# My Front Yard... Just getting started 2008



## HauntCast (Jul 25, 2008)

Here are a few pics I took last night after plugging in the lights. I haven't put the fence up yet and I need more light stakes, but I am just getting started.


----------



## Vlad Tepes (Sep 4, 2008)

very nice, i cant wait to see it all up, great start


----------



## Bloodhound (Oct 16, 2007)

Your yard is starting to look real good!


----------



## davy2 (Sep 10, 2008)

nice! just curious, does the fence keep people from stealing your stuff?


----------



## cerinad (Jun 23, 2008)

That is a great start!

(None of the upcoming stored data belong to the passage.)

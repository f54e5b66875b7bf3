//! Builders for small test collation tables.

use collation_sets::{Ce32Map, CollationData};
use zerovec::ZeroVec;

/// Serializes a small chars trie in the `Char16Trie` unit format.
///
/// Entries must be sorted, with non-empty keys and pairwise distinct first
/// units; at most five entries (one linear branch list). Multi-unit keys
/// continue through a jump delta, or inline when they sort last.
pub fn encode_trie(entries: &[(&[u16], u32)]) -> Vec<u16> {
    assert!(!entries.is_empty() && entries.len() <= 5);
    for pair in entries.windows(2) {
        assert!(pair[0].0 < pair[1].0, "entries must be sorted");
        assert_ne!(pair[0].0[0], pair[1].0[0], "first units must be distinct");
    }
    if entries.len() == 1 {
        let (key, value) = entries[0];
        let mut out = encode_linear(key);
        out.extend(encode_final(value));
        return out;
    }

    let n = entries.len();
    let (last_key, last_value) = entries[n - 1];
    let last_cont = continuation(&last_key[1..], last_value);

    // Fixed-size slots make the layout computable in one pass: a final value
    // for single-unit keys, a one-unit jump delta otherwise.
    let slot_size = |key: &[u16], value: u32| {
        if key.len() == 1 {
            encode_final(value).len()
        } else {
            1
        }
    };
    let list_len: usize = 1
        + entries[..n - 1]
            .iter()
            .map(|&(key, value)| 1 + slot_size(key, value))
            .sum::<usize>()
        + 1
        + last_cont.len();

    let continuations: Vec<Vec<u16>> = entries[..n - 1]
        .iter()
        .filter(|(key, _)| key.len() > 1)
        .map(|&(key, value)| continuation(&key[1..], value))
        .collect();
    let mut cont_positions = Vec::new();
    let mut pos = list_len;
    for cont in &continuations {
        cont_positions.push(pos);
        pos += cont.len();
    }

    let mut out = vec![(n - 1) as u16];
    let mut cont_index = 0;
    for &(key, value) in &entries[..n - 1] {
        out.push(key[0]);
        if key.len() == 1 {
            out.extend(encode_final(value));
        } else {
            let delta = cont_positions[cont_index] - out.len() - 1;
            assert!(delta < 0x4000);
            out.push(delta as u16);
            cont_index += 1;
        }
    }
    out.push(last_key[0]);
    out.extend(last_cont);
    for cont in continuations {
        out.extend(cont);
    }
    assert_eq!(out.len(), pos);
    out
}

fn continuation(rest: &[u16], value: u32) -> Vec<u16> {
    let mut out = encode_linear(rest);
    out.extend(encode_final(value));
    out
}

fn encode_linear(units: &[u16]) -> Vec<u16> {
    if units.is_empty() {
        return Vec::new();
    }
    assert!(units.len() <= 0x10);
    let mut out = vec![0x30 + (units.len() as u16 - 1)];
    out.extend_from_slice(units);
    out
}

fn encode_final(value: u32) -> Vec<u16> {
    if value <= 0x3fff {
        vec![0x8000 | value as u16]
    } else if value <= 0x3ffe_ffff {
        vec![0x8000 | (0x4000 + (value >> 16)) as u16, value as u16]
    } else {
        vec![0xffff, (value >> 16) as u16, value as u16]
    }
}

/// A context entry: the default CE32 split across two units, then the trie.
pub fn context(default_ce32: u32, trie: &[u16]) -> Vec<u16> {
    let mut out = vec![(default_ce32 >> 16) as u16, default_ce32 as u16];
    out.extend_from_slice(trie);
    out
}

pub struct TableSpec<'a> {
    pub ranges: &'a [(u32, u32, u32)],
    pub default: u32,
    pub ce32s: &'a [u32],
    pub ces: &'a [u64],
    pub contexts: &'a [u16],
    pub jamo_ces: &'a [u64],
}

impl Default for TableSpec<'_> {
    fn default() -> Self {
        TableSpec {
            ranges: &[],
            default: 1,
            ce32s: &[0],
            ces: &[],
            contexts: &[],
            jamo_ces: &[],
        }
    }
}

pub fn make_data<'a>(
    spec: &TableSpec<'_>,
    base: Option<&'a CollationData<'a>>,
) -> CollationData<'a> {
    CollationData {
        ce32_map: Ce32Map::from_ranges(spec.ranges, spec.default).unwrap(),
        ce32s: ZeroVec::alloc_from_slice(spec.ce32s),
        ces: ZeroVec::alloc_from_slice(spec.ces),
        contexts: ZeroVec::alloc_from_slice(spec.contexts),
        jamo_ces: ZeroVec::alloc_from_slice(spec.jamo_ces),
        base,
    }
}

/// 19 + 21 + 27 jamo CEs with distinct values.
pub fn default_jamo_ces() -> Vec<u64> {
    (0..67).map(|i| 0x1000 + i as u64).collect()
}
use uts46::{IdnaErrors, IdnaInfo, IdnaOptions, Uts46};

fn utf16(s: &str) -> Vec<u16> {
    s.encode_utf16().collect()
}

fn to_ascii(options: IdnaOptions, name: &str) -> (String, IdnaInfo) {
    Uts46::new(options).name_to_ascii_str(name)
}

fn to_unicode(options: IdnaOptions, name: &str) -> (String, IdnaInfo) {
    Uts46::new(options).name_to_unicode_str(name)
}

#[test]
fn ascii_fast_path_passes_ldh_through() {
    let (out, info) = to_ascii(IdnaOptions::default(), "fass.de");
    assert!(!info.has_errors());
    assert!(!info.has_dev_chars());
    assert_eq!(out, "fass.de");
}

#[test]
fn ascii_fast_path_lowercases() {
    let (out, info) = to_ascii(IdnaOptions::default(), "ExAmPlE.COM");
    assert!(!info.has_errors());
    assert_eq!(out, "example.com");
}

#[test]
fn transitional_maps_sharp_s() {
    let (out, info) = to_ascii(IdnaOptions::default(), "faß.de");
    assert!(!info.has_errors());
    assert!(info.has_dev_chars());
    assert!(info.is_transitional_different());
    assert_eq!(out, "fass.de");
}

#[test]
fn nontransitional_preserves_sharp_s() {
    let (out, info) = to_ascii(IdnaOptions::NONTRANSITIONAL_TO_ASCII, "faß.de");
    assert!(!info.has_errors());
    assert!(info.has_dev_chars());
    assert_eq!(out, "xn--fa-hia.de");
}

#[test]
fn to_unicode_decodes_punycode() {
    let (out, info) = to_unicode(IdnaOptions::NONTRANSITIONAL_TO_UNICODE, "xn--fa-hia.de");
    assert!(!info.has_errors());
    assert_eq!(out, "faß.de");
}

#[test]
fn valid_ace_labels_are_left_alone_by_to_ascii() {
    let (out, info) = to_ascii(IdnaOptions::default(), "xn--fa-hia.de");
    assert!(!info.has_errors());
    assert_eq!(out, "xn--fa-hia.de");
}

#[test]
fn final_sigma_maps_transitionally() {
    let (out, info) = to_unicode(IdnaOptions::default(), "νσς.gr");
    assert!(!info.has_errors());
    assert!(info.has_dev_chars());
    assert_eq!(out, "νσσ.gr");
}

#[test]
fn leading_hyphen_in_any_label_is_reported() {
    let (out, info) = to_ascii(IdnaOptions::default(), "a.-b.c");
    assert!(info.errors().contains(IdnaErrors::LEADING_HYPHEN));
    assert!(out.is_empty());
}

#[test]
fn hyphen_rules_on_the_fast_path() {
    let (_, info) = to_ascii(IdnaOptions::default(), "-a.de");
    assert!(info.errors().contains(IdnaErrors::LEADING_HYPHEN));
    let (_, info) = to_ascii(IdnaOptions::default(), "a-.de");
    assert!(info.errors().contains(IdnaErrors::TRAILING_HYPHEN));
    let (_, info) = to_ascii(IdnaOptions::default(), "ab--cd.de");
    assert!(info.errors().contains(IdnaErrors::HYPHEN_3_4));
}

#[test]
fn invalid_punycode_is_reported_and_marked() {
    let (out, info) = to_ascii(IdnaOptions::default(), "xn--0.de");
    assert!(info.errors().contains(IdnaErrors::PUNYCODE));
    assert!(out.is_empty());
    // to_unicode keeps the label, flagged with one U+FFFD.
    let (out, info) = to_unicode(IdnaOptions::default(), "xn--0.de");
    assert!(info.errors().contains(IdnaErrors::PUNYCODE));
    assert_eq!(out, "xn--0\u{fffd}.de");
}

#[test]
fn empty_labels_are_reported() {
    let (_, info) = to_ascii(IdnaOptions::default(), "");
    assert!(info.errors().contains(IdnaErrors::EMPTY_LABEL));
    let (_, info) = to_ascii(IdnaOptions::default(), "a..b");
    assert!(info.errors().contains(IdnaErrors::EMPTY_LABEL));
    // A trailing empty label (root dot) is fine.
    let (out, info) = to_ascii(IdnaOptions::default(), "a.b.");
    assert!(!info.has_errors());
    assert_eq!(out, "a.b.");
}

#[test]
fn label_length_is_checked_in_to_ascii() {
    let long = "a".repeat(64);
    let (_, info) = to_ascii(IdnaOptions::default(), &format!("{long}.de"));
    assert!(info.errors().contains(IdnaErrors::LABEL_TOO_LONG));
    let ok = "a".repeat(63);
    let (_, info) = to_ascii(IdnaOptions::default(), &format!("{ok}.de"));
    assert!(!info.has_errors());
}

#[test]
fn domain_name_length_is_checked_in_to_ascii() {
    let label63 = "a".repeat(63);
    // 63+63+63+62 code units plus three dots: 254 without a trailing dot.
    let too_long = format!("{label63}.{label63}.{label63}.{}", "a".repeat(62));
    let (_, info) = to_ascii(IdnaOptions::default(), &too_long);
    assert!(info.errors().contains(IdnaErrors::DOMAIN_NAME_TOO_LONG));
    // 253 plus the root dot is exactly 254 and allowed.
    let with_root_dot = format!("{label63}.{label63}.{label63}.{}.", "a".repeat(61));
    let (_, info) = to_ascii(IdnaOptions::default(), &with_root_dot);
    assert!(!info.has_errors());
}

#[test]
fn leading_combining_mark_is_replaced() {
    let (out, info) = to_unicode(IdnaOptions::default(), "\u{0301}abc.de");
    assert!(info.errors().contains(IdnaErrors::LEADING_COMBINING_MARK));
    assert!(info.errors().contains(IdnaErrors::DISALLOWED));
    assert_eq!(out, "\u{fffd}abc.de");
}

#[test]
fn std3_restricts_ascii() {
    let (out, info) = to_ascii(IdnaOptions::default(), "a_b.de");
    assert!(!info.has_errors());
    assert_eq!(out, "a_b.de");
    let (_, info) = to_ascii(IdnaOptions::USE_STD3_RULES, "a_b.de");
    assert!(info.errors().contains(IdnaErrors::DISALLOWED));
}

#[test]
fn disallowed_characters_become_replacement_in_to_unicode() {
    let (out, info) = to_unicode(IdnaOptions::default(), "a\u{0080}b.de");
    assert!(info.errors().contains(IdnaErrors::DISALLOWED));
    assert_eq!(out, "a\u{fffd}b.de");
}

#[test]
fn bidi_rule_accepts_clean_rtl_and_rejects_mixed_labels() {
    let uts46 = Uts46::new(IdnaOptions::CHECK_BIDI);
    // Arabic "ليه.example".
    let name: Vec<u16> = [0x0644u32, 0x064a, 0x0647]
        .iter()
        .map(|&c| c as u16)
        .chain(utf16(".example"))
        .collect();
    let mut ascii = Vec::new();
    let mut info = IdnaInfo::default();
    uts46.name_to_ascii(&name, &mut ascii, &mut info);
    assert!(!info.has_errors(), "errors: {:?}", info.errors());
    assert!(String::from_utf16(&ascii).unwrap().starts_with("xn--"));
    // Round trip.
    let mut unicode = Vec::new();
    uts46.name_to_unicode(&ascii, &mut unicode, &mut info);
    assert!(!info.has_errors());
    assert_eq!(unicode, name);

    // An L character inside an RTL label breaks the rule.
    let (_, info) = to_ascii(IdnaOptions::CHECK_BIDI, "\u{05d0}a\u{05d1}.de");
    assert!(info.errors().contains(IdnaErrors::BIDI));
}

#[test]
fn bidi_check_is_skipped_without_the_option() {
    let (_, info) = to_ascii(IdnaOptions::default(), "\u{05d0}a\u{05d1}.de");
    assert!(!info.errors().contains(IdnaErrors::BIDI));
}

#[test]
fn contextj_checks_joiner_contexts() {
    let options = IdnaOptions::CHECK_CONTEXTJ
        | IdnaOptions::NONTRANSITIONAL_TO_ASCII
        | IdnaOptions::NONTRANSITIONAL_TO_UNICODE;
    // ZWNJ between dual-joining Arabic letters is legitimate.
    let (out, info) = to_ascii(options, "\u{0628}\u{200c}\u{0628}.de");
    assert!(!info.has_errors(), "errors: {:?}", info.errors());
    assert!(out.starts_with("xn--"));
    // ZWNJ between Latin letters is not.
    let (_, info) = to_ascii(options, "a\u{200c}b.de");
    assert!(info.errors().contains(IdnaErrors::CONTEXTJ));
    // Transitional processing removes the joiner before the check instead.
    let (out, info) = to_ascii(IdnaOptions::CHECK_CONTEXTJ, "a\u{200c}b.de");
    assert!(!info.has_errors());
    assert_eq!(out, "ab.de");
}

#[test]
fn to_ascii_is_idempotent() {
    for name in ["faß.de", "ExAmPle.COM", "bücher.example", "ليه.example"] {
        let (once, info) = to_ascii(IdnaOptions::default(), name);
        assert!(!info.has_errors());
        let (twice, info) = to_ascii(IdnaOptions::default(), &once);
        assert!(!info.has_errors());
        assert_eq!(once, twice, "{name}");
    }
}

#[test]
fn to_unicode_of_to_ascii_matches_to_unicode() {
    for name in ["faß.de", "Bücher.example", "νσς.gr"] {
        let (ascii, info) = to_ascii(IdnaOptions::default(), name);
        assert!(!info.has_errors());
        let (via_ascii, _) = to_unicode(IdnaOptions::default(), &ascii);
        let (direct, _) = to_unicode(IdnaOptions::default(), name);
        assert_eq!(via_ascii, direct, "{name}");
    }
}

#[test]
fn ace_labels_in_successful_to_ascii_output_are_ascii() {
    for name in ["faß.de", "bücher.example", "日本語.jp", "ليه.example"] {
        let (ascii, info) = to_ascii(IdnaOptions::default(), name);
        assert!(!info.has_errors());
        assert!(ascii.is_ascii(), "{name} -> {ascii}");
        for label in ascii.split('.') {
            assert!(label.len() <= 63);
        }
    }
}

#[test]
fn single_label_entry_points_reject_dots() {
    let uts46 = Uts46::new(IdnaOptions::default());
    let (_, info) = uts46.label_to_ascii_str("a.b");
    assert!(info.errors().contains(IdnaErrors::LABEL_HAS_DOT));
    let (out, info) = uts46.label_to_ascii_str("bücher");
    assert!(!info.has_errors());
    assert_eq!(out, "xn--bcher-kva");
}

#[test]
fn info_is_reset_between_calls() {
    let uts46 = Uts46::new(IdnaOptions::default());
    let mut dest = Vec::new();
    let mut info = IdnaInfo::default();
    uts46.name_to_ascii(&utf16("-bad-.de"), &mut dest, &mut info);
    assert!(info.has_errors());
    uts46.name_to_ascii(&utf16("good.de"), &mut dest, &mut info);
    assert!(!info.has_errors());
    assert_eq!(String::from_utf16(&dest).unwrap(), "good.de");
}
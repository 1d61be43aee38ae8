use chrono::{DateTime, Utc};

/// A simple clock abstraction for deterministic time in services and tests.
#[derive(Debug, Clone, Copy, Default)]
pub enum Clock {
    #[default]
    Default,
    Fixed(DateTime<Utc>),
}

impl Clock {
    /// Returns a clock fixed at the given timestamp.
    #[must_use]
    pub fn fixed(at: DateTime<Utc>) -> Self {
        Self::Fixed(at)
    }

    /// Returns the current time according to the clock.
    #[must_use]
    pub fn now(&self) -> DateTime<Utc> {
        match self {
            Clock::Default => Utc::now(),
            Clock::Fixed(t) => *t,
        }
    }
}

/// Deterministic timestamp for tests and examples (2023-11-14T22:13:20Z).
pub const FIXED_TEST_TIMESTAMP: i64 = 1_700_000_000;

/// Returns a deterministic `DateTime<Utc>` for tests and doc examples.
///
/// # Panics
///
/// Panics if the fixed timestamp cannot be represented.
#[must_use]
pub fn fixed_now() -> DateTime<Utc> {
    DateTime::<Utc>::from_timestamp(FIXED_TEST_TIMESTAMP, 0)
        .expect("fixed timestamp should be valid")
}
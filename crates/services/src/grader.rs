use chrono::{DateTime, Utc};
use rand::SeedableRng;
use rand::rngs::StdRng;
use rand::seq::IndexedRandom;

use course_core::model::{CORRECT_POOL, Feedback, ProgressTracker, Question, Truth, Verdict};
use course_core::time::Clock;

use crate::error::GradingError;

//
// ─── GRADE RESULT ─────────────────────────────────────────────────────────────
//

/// Result of grading one attempt: the decided verdict, the feedback block to
/// render, and when the attempt was recorded.
#[derive(Debug, Clone, PartialEq, Eq)]
pub struct GradeResult {
    pub verdict: Verdict,
    pub feedback: Feedback,
    pub recorded_at: DateTime<Utc>,
}

//
// ─── GRADER ───────────────────────────────────────────────────────────────────
//

/// Coordinates grading an attempt against a learner's progress tracker.
///
/// Owns the clock used for timestamps and the rng used to pick encouragement
/// messages, so both can be pinned in tests.
pub struct Grader {
    clock: Clock,
    rng: StdRng,
}

impl Default for Grader {
    fn default() -> Self {
        Self::new()
    }
}

impl Grader {
    /// Creates a grader with a real-time clock and an entropy-seeded rng.
    #[must_use]
    pub fn new() -> Self {
        Self {
            clock: Clock::default(),
            rng: StdRng::from_rng(&mut rand::rng()),
        }
    }

    /// Override the clock (usually for deterministic testing).
    #[must_use]
    pub fn with_clock(mut self, clock: Clock) -> Self {
        self.clock = clock;
        self
    }

    /// Pin the rng to a seed so encouragement selection is deterministic.
    #[must_use]
    pub fn with_seed(mut self, seed: u64) -> Self {
        self.rng = StdRng::seed_from_u64(seed);
        self
    }

    /// Current time according to the grader's clock.
    #[must_use]
    pub fn now(&self) -> DateTime<Utc> {
        self.clock.now()
    }

    /// Grades one attempt at an exercise.
    ///
    /// Exactly one attempt is registered on the tracker per successful call;
    /// the correct counter moves only when every check passes, in which case
    /// the feedback body is drawn at random from the encouragement pool.
    ///
    /// # Errors
    ///
    /// Returns `GradingError::NoChecks` for an empty check list. The tracker
    /// is untouched on that path.
    pub fn check_answer(
        &mut self,
        tracker: &mut ProgressTracker,
        checks: &[Truth],
    ) -> Result<GradeResult, GradingError> {
        if checks.is_empty() {
            return Err(GradingError::NoChecks);
        }

        tracker.register_attempt();

        let verdict = Verdict::from_checks(checks);
        let feedback = match verdict {
            Verdict::StillMissing => Feedback::still_missing(),
            Verdict::KeepWorking => Feedback::keep_working(),
            Verdict::PartiallyCorrect => Feedback::partially_correct(),
            Verdict::Correct => {
                tracker.register_correct();
                Feedback::correct_with(self.pick_encouragement())
            }
        };

        Ok(GradeResult {
            verdict,
            feedback,
            recorded_at: self.clock.now(),
        })
    }

    /// Grades one attempt at a specific question.
    ///
    /// Same algorithm as [`Grader::check_answer`]; additionally stores the
    /// resulting feedback on the question. The result is returned on every
    /// path, not just the fully-correct one.
    ///
    /// # Errors
    ///
    /// Returns `GradingError::NoChecks` for an empty check list. Neither the
    /// tracker nor the question status changes on that path.
    pub fn validate(
        &mut self,
        question: &mut Question,
        tracker: &mut ProgressTracker,
        checks: &[Truth],
    ) -> Result<GradeResult, GradingError> {
        let result = self.check_answer(tracker, checks)?;
        question.set_status(result.feedback.clone());
        Ok(result)
    }

    fn pick_encouragement(&mut self) -> &'static str {
        CORRECT_POOL
            .choose(&mut self.rng)
            .copied()
            .unwrap_or("Correct!")
    }
}

//
// ─── TESTS ────────────────────────────────────────────────────────────────────
//
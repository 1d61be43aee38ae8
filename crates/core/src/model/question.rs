use serde::{Deserialize, Serialize};

use crate::model::feedback::Feedback;

/// Free-form description of how a question is meant to be checked.
///
/// Opaque to the grading logic itself; course tooling can use it to build or
/// document the sub-checks.
#[derive(Debug, Clone, Default, PartialEq, Eq, Serialize, Deserialize)]
pub struct ValidatorSpec {
    #[serde(default)]
    pub expected_checks: Option<usize>,
    #[serde(default)]
    pub description: Option<String>,
}

/// One auto-graded exercise: prompt text, hints, and the feedback from the
/// most recent graded attempt.
#[derive(Debug, Clone, PartialEq, Eq, Serialize, Deserialize)]
pub struct Question {
    title: String,
    description: String,
    validator: Option<ValidatorSpec>,
    hints: Vec<String>,
    status: Feedback,
}

impl Question {
    /// Creates a question with defaults for everything but the title. The
    /// initial status is "still missing": nothing has been graded yet.
    #[must_use]
    pub fn new(title: impl Into<String>) -> Self {
        Self {
            title: title.into(),
            description: String::new(),
            validator: None,
            hints: Vec::new(),
            status: Feedback::still_missing(),
        }
    }

    #[must_use]
    pub fn with_description(mut self, description: impl Into<String>) -> Self {
        self.description = description.into();
        self
    }

    #[must_use]
    pub fn with_validator(mut self, validator: ValidatorSpec) -> Self {
        self.validator = Some(validator);
        self
    }

    #[must_use]
    pub fn with_hint(mut self, hint: impl Into<String>) -> Self {
        self.hints.push(hint.into());
        self
    }

    /// Stores the feedback from the latest graded attempt.
    pub fn set_status(&mut self, status: Feedback) {
        self.status = status;
    }

    #[must_use]
    pub fn title(&self) -> &str {
        &self.title
    }

    #[must_use]
    pub fn description(&self) -> &str {
        &self.description
    }

    #[must_use]
    pub fn validator(&self) -> Option<&ValidatorSpec> {
        self.validator.as_ref()
    }

    #[must_use]
    pub fn hints(&self) -> &[String] {
        &self.hints
    }

    #[must_use]
    pub fn status(&self) -> &Feedback {
        &self.status
    }
}
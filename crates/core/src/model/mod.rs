mod attempt;
mod feedback;
mod question;
pub mod tracker;
pub mod truth;
mod verdict;

pub use attempt::AttemptLog;
pub use feedback::{CORRECT_POOL, Feedback, FeedbackKind, Severity};
pub use question::{Question, ValidatorSpec};
pub use tracker::{ProgressTracker, TrackerError};
pub use truth::{Truth, TruthError};
pub use verdict::Verdict;
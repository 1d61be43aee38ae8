use thiserror::Error;

use crate::model::tracker::TrackerError;
use crate::model::truth::TruthError;

#[derive(Debug, Error)]
pub enum Error {
    #[error(transparent)]
    Tracker(#[from] TrackerError),
    #[error(transparent)]
    Truth(#[from] TruthError),
}
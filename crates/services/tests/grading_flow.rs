use course_core::model::Truth::{False, True, Unknown};
use course_core::model::{FeedbackKind, Question, ValidatorSpec, Verdict};
use course_core::time::fixed_now;
use services::{Clock, Grader, GradingSession};

#[test]
fn full_session_walks_every_outcome() {
    let mut grader = Grader::new()
        .with_clock(Clock::fixed(fixed_now()))
        .with_seed(99);
    let mut session = GradingSession::start("Ada Lovelace", "ada@example.org", fixed_now());

    let mut question = Question::new("Sum the numbers 1..=10")
        .with_description("Use a loop and a mutable accumulator.")
        .with_validator(ValidatorSpec {
            expected_checks: Some(2),
            description: Some("value and type of the result".into()),
        })
        .with_hint("The answer is a triangular number.");

    // Fully correct on the first try.
    let result = session
        .submit(&mut grader, &mut question, &[True, True])
        .unwrap();
    assert_eq!(result.verdict, Verdict::Correct);
    assert_eq!(question.status().kind(), FeedbackKind::Correct);
    let tracker = session.tracker();
    assert_eq!((tracker.correct(), tracker.total()), (1, 1));

    // One check fails: partial credit, correct counter stays put.
    let result = session
        .submit(&mut grader, &mut question, &[True, False])
        .unwrap();
    assert_eq!(result.verdict, Verdict::PartiallyCorrect);
    assert_eq!(question.status().kind(), FeedbackKind::PartiallyCorrect);
    let tracker = session.tracker();
    assert_eq!((tracker.correct(), tracker.total()), (1, 2));

    // Unanswered sub-check: still missing.
    let result = session
        .submit(&mut grader, &mut question, &[Unknown])
        .unwrap();
    assert_eq!(result.verdict, Verdict::StillMissing);
    let tracker = session.tracker();
    assert_eq!((tracker.correct(), tracker.total()), (1, 3));

    // Everything wrong: keep working.
    let result = session
        .submit(&mut grader, &mut question, &[False, False])
        .unwrap();
    assert_eq!(result.verdict, Verdict::KeepWorking);
    let tracker = session.tracker();
    assert_eq!((tracker.correct(), tracker.total()), (1, 4));

    // History and summary agree with the counters.
    assert_eq!(session.log().len(), 4);
    assert!(session.log().iter().all(|a| a.recorded_at == fixed_now()));
    assert_eq!(session.describe(), "Ada Lovelace: 1 of 4 answered correctly");

    let view = session.progress();
    assert_eq!(view.missed, 3);
    assert!(!view.is_perfect);
    assert!((view.accuracy - 0.25).abs() < f64::EPSILON);
}
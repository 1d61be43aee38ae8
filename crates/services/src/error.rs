//! Shared error types for the services crate.

use thiserror::Error;

/// Errors emitted by the grading services.
#[derive(Debug, Error, Clone, PartialEq, Eq)]
#[non_exhaustive]
pub enum GradingError {
    #[error("no checks supplied for grading")]
    NoChecks,
}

Very nice!


----------



## Dr Morbius (Sep 21, 2004)

Wish I had a nice size yard like that! Looks great so far.


----------



## Lilly (Jun 13, 2006)

looks great so far ..
nice scarecrow


----------



## Aelwyn (Jul 7, 2008)

Love your scarecrow. I'm thinking I might go that way rather than a pumpkin head (since I have a hat I can use).


----------



## AzKittie74 (Aug 10, 2007)

Looks great!


----------



## turtle2778 (Jul 9, 2006)

I really like the no face scarecrow.


----------



## hwldknights (Sep 8, 2009)

Nice!


----------



## Warrant2000 (Oct 8, 2008)

Looks good!



davy2 said:


> nice! just curious, does the fence keep people from stealing your stuff?


It may keep away the scardy cats. But determined thieves will break through anything.


----------



## 13mummy (Apr 5, 2008)

Looking good, looking forward to more photos as you continue to work.


----------